_TASK PROMPT_
Your answer should consist of each line below that includes the word "build".

(Stored data)
%%

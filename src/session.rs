//! Session token provider
//!
//! Resolves the raw session cookie of a request into a three-valued
//! [`SessionState`].

use crate::auth::SessionToken;
use crate::storage::SessionStore;
use axum::http::{header, HeaderMap};
use chrono::Utc;
use std::sync::Arc;
use std::time::Duration;
use tracing::{debug, warn};

/// Name of the session cookie
pub const SESSION_COOKIE: &str = "kharcha_session";

/// An authenticated session
#[derive(Debug, Clone, PartialEq, Eq)]
pub struct Session {
    pub token: SessionToken,
    /// Normalized email, doubles as the user key
    pub email: String,
}

/// What is known about the caller's session
#[derive(Debug, Clone, PartialEq, Eq)]
pub enum SessionState {
    /// Not known yet: the session store has not answered
    Loading,
    /// No usable session
    Unauthenticated,
    Authenticated(Session),
}

impl SessionState {
    pub fn session(&self) -> Option<&Session> {
        match self {
            SessionState::Authenticated(session) => Some(session),
            _ => None,
        }
    }

    pub fn is_authenticated(&self) -> bool {
        matches!(self, SessionState::Authenticated(_))
    }
}

/// Extract the session cookie value from request headers
pub fn session_cookie(headers: &HeaderMap) -> Option<&str> {
    headers
        .get_all(header::COOKIE)
        .iter()
        .filter_map(|value| value.to_str().ok())
        .flat_map(|value| value.split(';'))
        .filter_map(|pair| pair.trim().split_once('='))
        .find(|(name, _)| *name == SESSION_COOKIE)
        .map(|(_, value)| value.trim_matches('"'))
        .filter(|value| !value.is_empty())
}

/// Attributes of the session cookie
#[derive(Debug, Clone, Copy, PartialEq, Eq)]
pub struct CookieSettings {
    /// Add `Secure` (public URL is https)
    pub secure: bool,
    pub max_age: Duration,
}

impl CookieSettings {
    fn build(&self, value: &str, max_age: u64) -> String {
        let mut cookie = format!(
            "{}={}; Path=/; HttpOnly; SameSite=Lax; Max-Age={}",
            SESSION_COOKIE, value, max_age
        );
        if self.secure {
            cookie.push_str("; Secure");
        }
        cookie
    }

    /// `Set-Cookie` value carrying a session token
    pub fn set(&self, token: &SessionToken) -> String {
        self.build(token.as_str(), self.max_age.as_secs())
    }

    /// `Set-Cookie` value removing the session cookie
    pub fn clear(&self) -> String {
        self.build("", 0)
    }
}

/// Resolves session tokens against the session store
pub struct SessionProvider {
    store: Arc<dyn SessionStore>,
    resolve_timeout: Duration,
}

impl SessionProvider {
    pub fn new(store: Arc<dyn SessionStore>, resolve_timeout: Duration) -> Self {
        Self {
            store,
            resolve_timeout,
        }
    }

    /// Resolve a raw token
    ///
    /// Missing, malformed, unknown and expired tokens are `Unauthenticated`.
    /// A store that errors or does not answer within the resolve timeout
    /// leaves the state `Loading`.
    pub async fn resolve(&self, raw: Option<&str>) -> SessionState {
        let Some(raw) = raw else {
            return SessionState::Unauthenticated;
        };

        let token = match SessionToken::parse(raw) {
            Ok(token) => token,
            Err(e) => {
                debug!(error = %e, "Ignoring malformed session cookie");
                return SessionState::Unauthenticated;
            }
        };

        match tokio::time::timeout(self.resolve_timeout, self.store.get_session(token.id())).await {
            Ok(Ok(Some(record))) if !record.is_expired(Utc::now()) => {
                SessionState::Authenticated(Session {
                    token,
                    email: record.email,
                })
            }
            Ok(Ok(_)) => SessionState::Unauthenticated,
            Ok(Err(e)) => {
                warn!(error = %e, "Session lookup failed");
                SessionState::Loading
            }
            Err(_) => {
                warn!(timeout_ms = self.resolve_timeout.as_millis() as u64, "Session lookup timed out");
                SessionState::Loading
            }
        }
    }

    /// Resolve the session cookie carried by a request
    pub async fn resolve_headers(&self, headers: &HeaderMap) -> SessionState {
        self.resolve(session_cookie(headers)).await
    }
}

%%

_SOLUTION FOR THIS PROBLEM_
    fn build(&self, value: &str, max_age: u64) -> String {
        self.build(token.as_str(), self.max_age.as_secs())
        self.build("", 0)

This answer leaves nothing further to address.